- Associated Press - Saturday, May 16, 2015

GILLETTE, Wyo. (AP) - Hands always play a large part in our lives, from holding a child’s hand for a walk across the street to holding an elderly loved one’s hand as he or she passes away.

As a registered nurse at Campbell County Memorial Hospital, Julae Peterson understands the importance hands have in people’s lives, from giving patients comfort and aid, along with cooking with her mother and grandmother.

To celebrate that importance, Peterson has written and now published a book, “The Hand You Hold.”

Originally, she made one copy of the book in 2012 to surprise her mom and grandma with as a Christmas gift. The book is a lengthy poem about the importance of hands in people’s lives, along with photos of her and her family’s hands with things they had made with them, such as blankets.

“I had them pull out different things that were memorable to her: things that she had made, things that she had sewn,” Peterson said. “Then we did the four generations: myself, my son, my mom and then my grandma. Through that I created a story about the hands that you hold, things about the generations that you have and what family means.”

After showing the book to other family members, they urged Peterson to try publishing the book.

“I started to research different publishing companies and what they offer, because it’s a big market out there,” Peterson said.

Eventually a Christian publishing house, Tate Publishing, decided to take it on. Tate created a different version of the book that has the same text but different images that’s now available nationwide on amazon.com and tatepublishing.com. People also can get copies of the book from Peterson.

Peterson also created a new version of the book for Mother’s Day this year as a surprise again for her mother and grandmother.

“It’s been a nice surprise; it’s been a lot of work. It’s very hard to market a book; it’s almost impossible,” Peterson said. “It’s been fun. It’s neat to see it unfold and it’s something I can show my kids as they grow up.”

She thought about people’s hands and how no matter how old people get, their hands are always used for making things, comforting each other and helping each other.

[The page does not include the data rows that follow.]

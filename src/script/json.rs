//! `JSON.stringify`/`JSON.parse` over interpreter values.

use super::error::ScriptError;
use super::value::{check_string_length, number_to_string, Value, MAX_NESTING_DEPTH};
use std::rc::Rc;

/// Serialize compactly. `Ok(None)` means the value has no JSON form
/// (`undefined` or a function at the top level).
pub fn stringify(value: &Value) -> Result<Option<String>, ScriptError> {
    stringify_with_gap(value, "")
}

/// Serialize with `gap` as the per-level indentation.
pub fn stringify_with_gap(value: &Value, gap: &str) -> Result<Option<String>, ScriptError> {
    let mut serializer = Serializer {
        gap,
        stack: Vec::new(),
    };
    let mut out = String::new();
    if serializer.write(value, &mut out)? {
        Ok(Some(out))
    } else {
        Ok(None)
    }
}

/// Parse JSON text into a fresh value tree.
pub fn parse(text: &str) -> Result<Value, ScriptError> {
    let json: serde_json::Value = serde_json::from_str(text).map_err(|e| {
        ScriptError::syntax(format!("Unexpected token in JSON: {}", e), e.line(), e.column())
    })?;
    Ok(Value::from(&json))
}

fn quote(text: &str) -> String {
    // Serializing a &str cannot fail.
    serde_json::to_string(text).unwrap_or_else(|_| format!("\"{}\"", text))
}

struct Serializer<'a> {
    gap: &'a str,
    /// Containers currently being written, by identity.
    stack: Vec<usize>,
}

impl Serializer<'_> {
    fn enter(&mut self, id: usize) -> Result<(), ScriptError> {
        if self.stack.len() >= MAX_NESTING_DEPTH {
            return Err(ScriptError::range("Maximum call stack size exceeded"));
        }
        if self.stack.contains(&id) {
            return Err(ScriptError::type_error("Converting circular structure to JSON"));
        }
        self.stack.push(id);
        Ok(())
    }

    /// Returns `false` when the value is omitted.
    fn write(&mut self, value: &Value, out: &mut String) -> Result<bool, ScriptError> {
        check_string_length(out.len())?;
        match value {
            Value::Undefined | Value::Function(_) => return Ok(false),
            Value::Null => out.push_str("null"),
            Value::Bool(b) => out.push_str(if *b { "true" } else { "false" }),
            Value::Number(n) if n.is_finite() => out.push_str(&number_to_string(*n)),
            Value::Number(_) => out.push_str("null"),
            Value::String(s) => out.push_str(&quote(s)),
            Value::Array(items) => {
                self.enter(Rc::as_ptr(items) as *const () as usize)?;
                let items = items.borrow().clone();
                out.push('[');
                for (index, item) in items.iter().enumerate() {
                    if index > 0 {
                        out.push(',');
                    }
                    self.newline(out, self.stack.len());
                    if !self.write(item, out)? {
                        out.push_str("null");
                    }
                }
                self.stack.pop();
                if !items.is_empty() {
                    self.newline(out, self.stack.len());
                }
                out.push(']');
            }
            Value::Object(map) => {
                self.enter(Rc::as_ptr(map) as *const () as usize)?;
                let entries: Vec<(Rc<str>, Value)> = map
                    .borrow()
                    .iter()
                    .map(|(k, v)| (k.clone(), v.clone()))
                    .collect();
                let separator = if self.gap.is_empty() { ":" } else { ": " };
                out.push('{');
                let mut written = 0;
                for (key, item) in &entries {
                    let mut field = String::new();
                    if !self.write(item, &mut field)? {
                        continue;
                    }
                    if written > 0 {
                        out.push(',');
                    }
                    self.newline(out, self.stack.len());
                    out.push_str(&quote(key));
                    out.push_str(separator);
                    out.push_str(&field);
                    check_string_length(out.len())?;
                    written += 1;
                }
                self.stack.pop();
                if written > 0 {
                    self.newline(out, self.stack.len());
                }
                out.push('}');
            }
        }
        Ok(true)
    }

    fn newline(&self, out: &mut String, level: usize) {
        if !self.gap.is_empty() {
            out.push('\n');
            for _ in 0..level {
                out.push_str(self.gap);
            }
        }
    }
}

#[cfg(test)]
mod tests {
    use super::*;

    fn json(text: &str) -> Value {
        parse(text).unwrap()
    }

    #[test]
    fn test_compact_output_keeps_key_order() {
        let value = json(r#"{"b":[1,2.5,"x"],"a":{"c":null}}"#);
        assert_eq!(
            stringify(&value).unwrap().as_deref(),
            Some(r#"{"b":[1,2.5,"x"],"a":{"c":null}}"#)
        );
    }

    #[test]
    fn test_undefined_and_non_finite() {
        let value = Value::array(vec![Value::Undefined, Value::Number(f64::NAN)]);
        assert_eq!(stringify(&value).unwrap().as_deref(), Some("[null,null]"));

        let object = Value::object_from([("skip", Value::Undefined), ("keep", Value::Number(1.0))]);
        assert_eq!(stringify(&object).unwrap().as_deref(), Some(r#"{"keep":1}"#));

        assert_eq!(stringify(&Value::Undefined).unwrap(), None);
    }

    #[test]
    fn test_indentation() {
        let value = json(r#"{"a":[1],"b":{}}"#);
        assert_eq!(
            stringify_with_gap(&value, "  ").unwrap().unwrap(),
            "{\n  \"a\": [\n    1\n  ],\n  \"b\": {}\n}"
        );
    }

    #[test]
    fn test_cycle_is_type_error() {
        let object = Value::object_from([("n", Value::Number(1.0))]);
        if let Value::Object(map) = &object {
            map.borrow_mut().insert("self", object.clone());
        }
        assert!(matches!(stringify(&object), Err(ScriptError::Type(_))));
        // Break the cycle so the test does not leak.
        if let Value::Object(map) = &object {
            map.borrow_mut().insert("self", Value::Null);
        }
    }

    #[test]
    fn test_shared_reference_is_not_a_cycle() {
        let shared = Value::array(vec![]);
        let value = Value::array(vec![shared.clone(), shared]);
        assert_eq!(stringify(&value).unwrap().as_deref(), Some("[[],[]]"));
    }

    #[test]
    fn test_parse_error_is_syntax_error() {
        assert!(matches!(parse("{oops"), Err(ScriptError::Syntax { .. })));
    }

    #[test]
    fn test_excessive_nesting_is_range_error() {
        let handle = std::thread::Builder::new()
            .stack_size(64 * 1024 * 1024)
            .spawn(|| {
                let mut value = Value::array(vec![]);
                for _ in 0..MAX_NESTING_DEPTH {
                    value = Value::array(vec![value]);
                }
                matches!(stringify(&value), Err(ScriptError::Range(_)))
            })
            .unwrap();
        assert!(handle.join().unwrap());
    }
}
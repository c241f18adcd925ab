// Prometheus metrics registry and collectors

use lazy_static::lazy_static;
use prometheus::{
    register_counter_vec_with_registry, register_gauge_vec_with_registry,
    register_histogram_vec_with_registry, CounterVec, Encoder, GaugeVec, HistogramVec, Opts,
    Registry, TextEncoder,
};

lazy_static! {
    /// Global Prometheus registry
    pub static ref REGISTRY: Registry = Registry::new();

    // ============================================================================
    // REQUEST METRICS
    // ============================================================================

    /// Total number of HTTP requests
    pub static ref REQUESTS_TOTAL: CounterVec = register_counter_vec_with_registry!(
        Opts::new("requests_total", "Total number of HTTP requests"),
        &["method", "endpoint", "status_code"],
        REGISTRY
    ).unwrap();

    /// Request duration histogram
    pub static ref REQUEST_DURATION: HistogramVec = register_histogram_vec_with_registry!(
        prometheus::HistogramOpts::new("request_duration_seconds", "Request duration in seconds")
            .buckets(vec![0.005, 0.01, 0.025, 0.05, 0.1, 0.25, 0.5, 1.0, 2.5, 5.0, 10.0]),
        &["method", "endpoint"],
        REGISTRY
    ).unwrap();

    // ============================================================================
    // CACHE METRICS
    // ============================================================================

    /// Cache operations
    pub static ref CACHE_OPERATIONS: CounterVec = register_counter_vec_with_registry!(
        Opts::new("cache_operations_total", "Total asset cache operations"),
        &["operation"], // hit, miss, store, store_failure, network_failure, passthrough
        REGISTRY
    ).unwrap();

    /// Entries in the current cache version
    pub static ref CACHE_ENTRIES: GaugeVec = register_gauge_vec_with_registry!(
        Opts::new("cache_entries_current", "Entries in the current cache version"),
        &["version"],
        REGISTRY
    ).unwrap();

    // ============================================================================
    // GRADING METRICS
    // ============================================================================

    /// Grading requests by outcome
    pub static ref GRADING_REQUESTS: CounterVec = register_counter_vec_with_registry!(
        Opts::new("grading_requests_total", "Total grading requests"),
        &["outcome"], // graded, compile_error
        REGISTRY
    ).unwrap();

    /// Individual test cases by result
    pub static ref GRADING_CASES: CounterVec = register_counter_vec_with_registry!(
        Opts::new("grading_cases_total", "Total test cases evaluated"),
        &["result"], // passed, failed
        REGISTRY
    ).unwrap();

    /// Time spent compiling and running one submission
    pub static ref GRADING_DURATION: HistogramVec = register_histogram_vec_with_registry!(
        prometheus::HistogramOpts::new("grading_duration_seconds", "Grading duration in seconds")
            .buckets(vec![0.001, 0.005, 0.01, 0.05, 0.1, 0.5, 1.0, 5.0, 30.0]),
        &["outcome"],
        REGISTRY
    ).unwrap();
}

/// Gather all metrics and return as Prometheus text format
pub fn gather_metrics() -> String {
    let encoder = TextEncoder::new();
    let metric_families = REGISTRY.gather();
    let mut buffer = Vec::new();
    if let Err(e) = encoder.encode(&metric_families, &mut buffer) {
        tracing::warn!("Failed to encode metrics: {}", e);
    }
    String::from_utf8_lossy(&buffer).into_owned()
}
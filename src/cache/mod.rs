// Versioned, cache-first asset cache

pub mod manager;
pub mod models;
pub mod network;
pub mod store;

pub use manager::AssetCacheManager;
pub use models::{AssetRequest, AssetResponse, CacheConfig, CacheReport, CacheStats, LifecycleState, RequestKey};
pub use network::{Network, UpstreamClient};
pub use store::{Cache, CacheStore};
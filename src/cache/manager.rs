// Asset cache manager - precache, version cleanup and cache-first fetch

use crate::cache::models::{
    AssetRequest, AssetResponse, CacheConfig, CacheReport, CacheStats, LifecycleState, RequestKey,
};
use crate::cache::network::Network;
use crate::cache::store::{Cache, CacheStore};
use crate::error::{Result, ShimError};
use crate::metrics;
use axum::http::Method;
use std::sync::Arc;
use tokio::sync::RwLock;
use tracing::{debug, info, warn};

/// Cache-first shim in front of the application origin.
///
/// Lifecycle: [`install`](Self::install) precaches the manifest into the
/// current version, [`activate`](Self::activate) deletes every other
/// version and starts controlling traffic, after which
/// [`handle_fetch`](Self::handle_fetch) serves GETs from the cache.
pub struct AssetCacheManager {
    config: CacheConfig,
    store: Arc<CacheStore>,
    state: RwLock<LifecycleState>,
    stats: RwLock<CacheStats>,
}

impl AssetCacheManager {
    pub fn new(config: CacheConfig, store: Arc<CacheStore>) -> Self {
        Self {
            config,
            store,
            state: RwLock::new(LifecycleState::Parsed),
            stats: RwLock::new(CacheStats::default()),
        }
    }

    pub fn version(&self) -> &str {
        &self.config.version
    }

    pub fn store(&self) -> &Arc<CacheStore> {
        &self.store
    }

    pub async fn state(&self) -> LifecycleState {
        *self.state.read().await
    }

    /// Fetch every manifest asset and store them together. Any failed
    /// fetch or non-success status fails the whole install and nothing
    /// is written.
    pub async fn install(&self, network: &dyn Network) -> Result<()> {
        let cache = self.store.open(&self.config.version).await?;
        info!(
            "Installing cache {} ({} assets)",
            self.config.version,
            self.config.assets.len()
        );

        let mut entries = Vec::with_capacity(self.config.assets.len());
        for path in &self.config.assets {
            let request = AssetRequest::get(path.clone());
            let response = network
                .fetch(&request)
                .await
                .map_err(|e| ShimError::Upstream(format!("Failed to precache {}: {}", path, e)))?;
            if !response.is_success() {
                return Err(ShimError::Upstream(format!(
                    "Failed to precache {}: status {}",
                    path, response.status
                )));
            }
            entries.push((request.key(), response));
        }
        cache.put_all(entries).await?;
        metrics::update_cache_entries(&self.config.version, cache.len().await);

        // Skip waiting: eligible for activation immediately.
        let mut state = self.state.write().await;
        if *state == LifecycleState::Parsed {
            *state = LifecycleState::Installed;
        }
        info!("Cache {} installed", self.config.version);
        Ok(())
    }

    /// Delete every cache version other than the current one, then claim
    /// traffic if install succeeded. Returns the deleted version names.
    pub async fn activate(&self) -> Result<Vec<String>> {
        let mut deleted = Vec::new();
        for name in self.store.keys().await {
            if name == self.config.version {
                continue;
            }
            match self.store.delete(&name).await {
                Ok(true) => {
                    info!("Deleted stale cache {}", name);
                    deleted.push(name);
                }
                Ok(false) => {}
                Err(e) => warn!("Failed to delete stale cache {}: {}", name, e),
            }
        }

        let mut state = self.state.write().await;
        match *state {
            LifecycleState::Parsed => {
                warn!(
                    "Cache {} was not installed; requests will pass through",
                    self.config.version
                );
            }
            LifecycleState::Installed | LifecycleState::Activated => {
                *state = LifecycleState::Activated;
                info!("Cache {} activated", self.config.version);
            }
        }
        Ok(deleted)
    }

    /// Answer one request.
    ///
    /// `Ok(None)` is the failed-response surrogate: a GET that missed the
    /// cache and whose network fetch failed. Errors only come from
    /// pass-through requests, which are not intercepted.
    pub async fn handle_fetch(
        &self,
        request: &AssetRequest,
        network: &dyn Network,
    ) -> Result<Option<AssetResponse>> {
        if request.method != Method::GET || self.state().await != LifecycleState::Activated {
            self.stats.write().await.passthroughs += 1;
            metrics::record_cache_event("passthrough");
            debug!("Passing through {} {}", request.method, request.path);
            return network.fetch(request).await.map(Some);
        }

        let key = request.key();
        let cache = self.store.open(&self.config.version).await?;
        if let Some(cached) = cache.match_request(&key).await {
            self.stats.write().await.hits += 1;
            metrics::record_cache_event("hit");
            debug!("Cache hit: {}", key);
            return Ok(Some(cached));
        }

        self.stats.write().await.misses += 1;
        metrics::record_cache_event("miss");
        debug!("Cache miss: {}", key);

        match network.fetch(request).await {
            Ok(response) => {
                self.store_copy(&cache, key, &response).await;
                Ok(Some(response))
            }
            Err(e) => {
                self.stats.write().await.network_failures += 1;
                metrics::record_cache_event("network_failure");
                debug!("Network failure for {}: {}", request.path, e);
                Ok(None)
            }
        }
    }

    /// Write a duplicate of `response`; failures are logged and ignored.
    async fn store_copy(&self, cache: &Cache, key: RequestKey, response: &AssetResponse) {
        let label = key.to_string();
        match cache.put(key, response.clone()).await {
            Ok(()) => {
                self.stats.write().await.stores += 1;
                metrics::record_cache_event("store");
                metrics::update_cache_entries(cache.name(), cache.len().await);
            }
            Err(e) => {
                self.stats.write().await.store_failures += 1;
                metrics::record_cache_event("store_failure");
                debug!("Ignoring cache write failure for {}: {}", label, e);
            }
        }
    }

    /// Get cache statistics
    pub async fn get_stats(&self) -> CacheStats {
        self.stats.read().await.clone()
    }

    pub async fn report(&self) -> CacheReport {
        let entries = match self.store.get(&self.config.version).await {
            Some(cache) => cache.len().await,
            None => 0,
        };
        CacheReport {
            current_version: self.config.version.clone(),
            versions: self.store.keys().await,
            state: self.state().await,
            entries,
            stats: self.get_stats().await,
        }
    }
}
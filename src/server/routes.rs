// HTTP routes configuration

use super::handlers::{
    cache_admin_handler, fallback_handler, grade_handler, health_handler, metrics_handler,
};
use super::middleware::{request_id_layers, track_metrics};
use crate::cache::{AssetCacheManager, Network};
use crate::config::AppConfig;
use crate::error::Result;
use crate::grader::GradingWorker;
use axum::{
    middleware,
    routing::{get, post},
    Router,
};
use std::sync::Arc;
use tower_http::limit::RequestBodyLimitLayer;
use tower_http::trace::TraceLayer;

#[derive(Clone)]
pub struct AppState {
    pub config: AppConfig,
    pub cache_manager: Arc<AssetCacheManager>,
    pub network: Arc<dyn Network>,
    pub grader: GradingWorker,
}

pub fn create_router(
    config: AppConfig,
    cache_manager: Arc<AssetCacheManager>,
    network: Arc<dyn Network>,
) -> Result<Router> {
    let max_body_bytes = config.grader.max_body_bytes;
    let state = AppState {
        grader: GradingWorker::new(config.grader.equality),
        config,
        cache_manager,
        network,
    };

    let (set_request_id, propagate_request_id) = request_id_layers();

    let app = Router::new()
        .route(
            "/api/grade",
            post(grade_handler).layer(RequestBodyLimitLayer::new(max_body_bytes)),
        )
        .route("/health", get(health_handler))
        .route("/metrics", get(metrics_handler))
        .route("/admin/cache", get(cache_admin_handler))
        // Everything else goes through the asset cache
        .fallback(fallback_handler)
        .layer(middleware::from_fn(track_metrics))
        .layer(TraceLayer::new_for_http())
        .layer(propagate_request_id)
        .layer(set_request_id)
        .with_state(state);

    Ok(app)
}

“We do a lot of cooking and baking and sewing together, and working in health care, we hold people’s hands at the bedside, and we take our children’s hands walking across the street,” she said. “I think our hands are a unique gift. Your face shows wrinkles and your body shows age as well, but I think your hands are special because they seem kind of timeless in a way.”

Peterson has had time to use her hands as a nurse and think about their implications in the hospital. Peterson has nearly 10 years at the hospital under her belt, including 18 months on the medical floor, six years in the emergency room and now two years in the outpatient surgery department.

“The ER was my favorite. I liked the fact that you never knew what you were going to have coming in that day,” she said. “It was unpredictable and it was fast-paced and you had to think on your feet. I just loved it. I think we made a huge difference.”

Her decision to become a nurse also was influenced by helping hands. When she was 9 years old, she had to have her tonsils removed at the Gillette hospital, and the nurse who helped her, Jari Baughman, left her mark.

“She took care of me as a little girl when I had my tonsils out and that was back in the early ‘90s when we had big hair and long fingernails and she had bright lipstick and she was amazing. And literally since I was 9 years old, I decided I wanted to be a nurse,” Peterson said.

Little did she know that more than a decade later she’d be working alongside Baughman, who is still a nurse at the hospital.

“That was like the highlight of my nursing career. I could not believe that 15 years later she was still here, so that was pretty cool,” Peterson said. “From the time I was a little girl until I grew up and through college, we stayed in contact, so I’ve known her literally my entire life.”

Sometimes, she’s had to use her hands in both her capacity as a nurse and as a mother at the same time, such as in 2013 when her son - now 3 - stopped breathing. Suffering from a seizure disorder, he stopped breathing when he was 10 months old.

“We were transported to the ER here and admitted to the ICU. He stopped breathing six more times that day, and we were life-flighted to Denver,” Peterson said. “He stopped breathing when he was at home with us, so we were right there. … It was the worst experience of my life, quite frankly.”

That happened two days before Christmas, which they ended up spending in a Denver hospital.

“But I can’t complain, because we had a baby to bring home,” Peterson said.

Through all her times as a nurse and a mother, she’s used her hands and has seen others use their hands to comfort, guide and help people, and she wouldn’t trade any of it for anything.

“I love being a nurse. It’s incredibly rewarding, and I think we make a huge difference,” she said.